収束見通せぬトカラ列島地震 識者「行政は住民目線の防災再考を」
トカラ列島近海を震源とする強い地震が続いている鹿児島県十島村で、悪石島の住民が島外に自主避難を始めて11日で1週間となった。これまでに地震によるけが人は出ていないが、11日も震度3の地震が相次ぎ、収束は見通せない。火山や地震の防災に詳しい鹿児島大の井村隆介准教授(地質学)は「長引く揺れそのものが既に災害だ」と指摘し、住民目線での防災を訴える。【聞き手・平川昌範】
――これまでの行政の対応をどう見ていますか。
◆島民に避難してもらうタイミングが遅かったと感じます。島では早い段階で眠れない人や体調を崩す人が出ていました。長引く揺れで眠れず、ストレスで体調を崩すこと自体が災害被害です。建物が倒れたり崖が崩れたりすることで人的な被害が出ることだけが災害ではありません。
島の人々は我慢強く、自分から「逃げたい」とはなかなか言い出しません。
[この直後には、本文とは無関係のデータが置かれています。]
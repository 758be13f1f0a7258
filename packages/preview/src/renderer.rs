use crate::vdom::{VNode, VirtualDomDocument};
use pagebuilder_common::presentation::{
    self, callout_color, callout_icon, column_gap, css_color, display_text, divider_variant, heading_level,
};
use pagebuilder_common::{walk_block, walk_sequence, Visitor};
use pagebuilder_document::{Block, BlockKind, ColumnSide, Document};
use std::borrow::Cow;
use tracing::debug;

#[derive(Debug, Clone)]
pub struct PreviewOptions {
    /// Insert the text block's `html` field as markup instead of text
    pub trust_text_html: bool,
    /// Show the empty-page placeholder when there are no blocks
    pub placeholder: bool,
}

impl Default for PreviewOptions {
    fn default() -> Self {
        Self {
            trust_text_html: true,
            placeholder: true,
        }
    }
}

/// Render a document to a virtual DOM for the live preview
pub fn render_preview(document: &Document, options: &PreviewOptions) -> VirtualDomDocument {
    if document.is_empty() {
        let mut vdom = VirtualDomDocument::new();
        if options.placeholder {
            vdom.add_node(empty_placeholder());
        }
        return vdom;
    }

    let mut renderer = PreviewRenderer {
        options,
        frames: vec![Vec::new()],
    };
    renderer.visit_document(document);

    let nodes = renderer.frames.pop().unwrap_or_default();
    debug!(nodes = nodes.len(), "rendered preview");
    VirtualDomDocument { nodes }
}

fn empty_placeholder() -> VNode {
    VNode::element("div")
        .with_class("preview-empty")
        .with_child(VNode::element("p").with_class("preview-empty-title").with_child(VNode::text("No components yet")))
        .with_child(
            VNode::element("p")
                .with_class("preview-empty-hint")
                .with_child(VNode::text("Add components to see your blog preview")),
        )
}

/// Builds nodes bottom-up: each container pushes a frame, its children
/// render into that frame, and popping it yields the container's children.
struct PreviewRenderer<'a> {
    options: &'a PreviewOptions,
    frames: Vec<Vec<VNode>>,
}

impl<'a> PreviewRenderer<'a> {
    fn emit(&mut self, node: VNode) {
        if let Some(frame) = self.frames.last_mut() {
            frame.push(node);
        }
    }

    fn collect(&mut self, render: impl FnOnce(&mut Self)) -> Vec<VNode> {
        self.frames.push(Vec::new());
        render(self);
        self.frames.pop().unwrap_or_default()
    }

    fn root(&self, tag: &str, class: &str, block: &Block, depth: usize) -> VNode {
        let node = VNode::element(tag)
            .with_class(class)
            .with_class("preview-block")
            .with_source_id(block.id.clone());
        if depth > 0 {
            node.with_class("is-nested")
        } else {
            node
        }
    }

    fn render_leaf(&self, block: &Block, depth: usize) -> VNode {
        let content = &block.content;
        let text = |name: &str| text(block, name);
        let field = |name: &str| field(block, name);

        match block.kind {
            BlockKind::Header => {
                let mut node = self.root("header", "header", block, depth);
                if let Some(eyebrow) = text("eyebrow") {
                    node = node.with_child(VNode::element("div").with_class("header-eyebrow").with_child(VNode::text(eyebrow)));
                }
                node = node.with_child(VNode::element("h1").with_child(VNode::text(text_or(block, "title", "Untitled"))));

                let mut meta = VNode::element("div").with_class("header-meta");
                if let Some(author) = text("author") {
                    meta = meta.with_child(span(&format!("By {}", author)));
                }
                for field in ["publishDate", "readingTime"] {
                    if let Some(value) = text(field) {
                        meta = meta.with_child(span(&value));
                    }
                }
                node = node.with_child(meta);

                if let Some(lede) = text("lede") {
                    node = node.with_child(VNode::element("p").with_class("header-lede").with_child(VNode::text(lede)));
                }
                node
            }
            BlockKind::Heading => {
                let tag = format!("h{}", heading_level(content.get("level")));
                self.root(&tag, "heading", block, depth)
                    .with_child(VNode::text(text_or(block, "text", "Heading")))
            }
            BlockKind::Subheading => self
                .root("div", "subheading", block, depth)
                .with_child(VNode::text(text_or(block, "text", "Subheading"))),
            BlockKind::Text => {
                let html = field("html").unwrap_or_default();
                let body = if self.options.trust_text_html {
                    VNode::raw(html)
                } else {
                    VNode::text(html)
                };
                self.root("div", "text", block, depth).with_child(body)
            }
            BlockKind::Image => {
                let img = VNode::element("img")
                    .with_attr("src", field("src").unwrap_or_default())
                    .with_attr("alt", field("alt").unwrap_or_default());
                let mut node = self.root("figure", "image", block, depth).with_child(img);
                if let Some(caption) = text("caption") {
                    node = node.with_child(VNode::element("figcaption").with_child(VNode::text(caption)));
                }
                node
            }
            BlockKind::Divider => {
                let node = self.root("hr", "divider", block, depth);
                match divider_variant(field("style").as_deref()) {
                    Some(style) => node.with_class(format!("divider-{}", style)),
                    None => node,
                }
            }
            BlockKind::Callout => {
                let color = callout_color(field("color").as_deref());
                let icon = callout_icon(field("icon").as_deref());
                self.root("div", "callout", block, depth)
                    .with_class(format!("callout-{}", color))
                    .with_child(VNode::element("span").with_class("callout-icon").with_child(VNode::text(icon)))
                    .with_child(VNode::text(text_or(block, "text", "Important information")))
            }
            BlockKind::ProductCard => {
                let mut node = self.root("div", "product-card", block, depth);
                let title = text("title");
                if let Some(image) = text("image") {
                    node = node.with_child(
                        VNode::element("img")
                            .with_attr("src", image)
                            .with_attr("alt", title.clone().unwrap_or(Cow::Borrowed("Product"))),
                    );
                }

                let mut body = VNode::element("div").with_class("product-card-content");
                if let Some(title) = title {
                    body = body.with_child(VNode::element("h3").with_class("product-card-title").with_child(VNode::text(title)));
                }
                if let Some(description) = text("description") {
                    body = body.with_child(
                        VNode::element("p")
                            .with_class("product-card-description")
                            .with_child(VNode::text(description)),
                    );
                }
                if let (Some(label), Some(link)) = (text("buttonText"), text("buttonLink")) {
                    body = body.with_child(
                        VNode::element("a")
                            .with_class("product-card-button")
                            .with_attr("href", link)
                            .with_child(VNode::text(label)),
                    );
                }
                node.with_child(body)
            }
            // containers are rendered by visit_block
            BlockKind::Card | BlockKind::TwoColumn => self.root("div", block.kind.as_str(), block, depth),
        }
    }

    fn render_card(&mut self, block: &Block, depth: usize) -> VNode {
        let mut node = self.root("div", "card", block, depth);
        if let Some(color) = field(block, "backgroundColor").as_deref().and_then(css_color) {
            node = node.with_attr("style", format!("background-color: {};", color));
        }
        if let Some(title) = text(block, "title") {
            node = node.with_child(VNode::element("div").with_class("card-title").with_child(VNode::text(title)));
        }
        let children = self.collect(|this| walk_block(this, block, depth));
        node.with_children(children)
    }

    fn render_two_column(&mut self, block: &Block, depth: usize) -> VNode {
        let mut node = self.root("div", "two-column", block, depth);
        if let Some(gap) = column_gap(field(block, "gap").as_deref()) {
            node = node.with_class(format!("gap-{}", gap));
        }
        let columns = self.collect(|this| walk_block(this, block, depth));
        node.with_children(columns)
    }
}

impl<'a> Visitor for PreviewRenderer<'a> {
    fn visit_block(&mut self, block: &Block, depth: usize) {
        let node = match block.kind {
            BlockKind::Card => self.render_card(block, depth),
            BlockKind::TwoColumn => self.render_two_column(block, depth),
            _ => self.render_leaf(block, depth),
        };
        self.emit(node);
    }

    fn visit_column(&mut self, _parent: &Block, side: ColumnSide, children: &[Block], depth: usize) {
        let nodes = self.collect(|this| walk_sequence(this, children, depth));
        let column = VNode::element("div")
            .with_class("column")
            .with_class(format!("column-{}", side))
            .with_children(nodes);
        self.emit(column);
    }

    fn visit_card_children(&mut self, _card: &Block, children: &[Block], depth: usize) {
        let nodes = self.collect(|this| walk_sequence(this, children, depth));
        self.emit(VNode::element("div").with_class("card-content").with_children(nodes));
    }
}

/// Field as display text, the same way the static export reads it
fn field<'b>(block: &'b Block, name: &str) -> Option<Cow<'b, str>> {
    block.content.get(name).and_then(display_text)
}

fn text<'b>(block: &'b Block, name: &str) -> Option<Cow<'b, str>> {
    field(block, name).filter(|s| !s.is_empty())
}

fn text_or<'b>(block: &'b Block, name: &str, fallback: &'static str) -> Cow<'b, str> {
    presentation::text_or(block.content.get(name), fallback)
}

fn span(text: &str) -> VNode {
    VNode::element("span").with_child(VNode::text(text))
}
だからこそ行政が避難に向けて背中を押してあげる必要があります。ただ、費用負担の問題があり、村だけでは動きにくい面もあります。県や国がもっと早く動くべきでした。
――地震の状況次第では避難生活が長引く可能性もあります。
◆避難先のホテルでの生活が快適だと誤解する人もいるかもしれません。しかし大切な人や動物、財産を遠いところに置いたまま、家がどうなっているか分からない中で避難するのは心身ともに大きな負担です。
このため、一時的に帰島して家などの様子を見てもらうなど、柔軟な体制を整えるべきでしょう。今後、村が帰島できると判断した場合も、一斉帰島ではなく「もう少し避難していたい」という人の選択肢を残すことも必要です。ホテルのロビーなどで住民同士が顔を合わせる機会を作るのもいいでしょう。
大事なのは、残った住民も避難した住民も、社会から「忘れられていない」と感じられることです。
――鹿児島県の地域防災計画には、群発地震の際にどういう基準で避難を開始するのか盛り込まれていません。
◆鹿児島県と宮崎県では1968年に火山性の群発地震「えびの地震」があり、長期間続く地震を経験しています。こうした過去の地震や今回の事例も踏まえ、群発地震をあらかじめ想定した対応規定をきちんと整備すべきでしょう。
報道を見ると、地震のメカニズムや避難の動きばかりに注目が集まっているように見えますが、大事なのは住民の命と生活です。群発地震の中で住民の健康をどう守るのか。今回の地震を、住民目線の防災対応を考える機会にしてほしいと思います。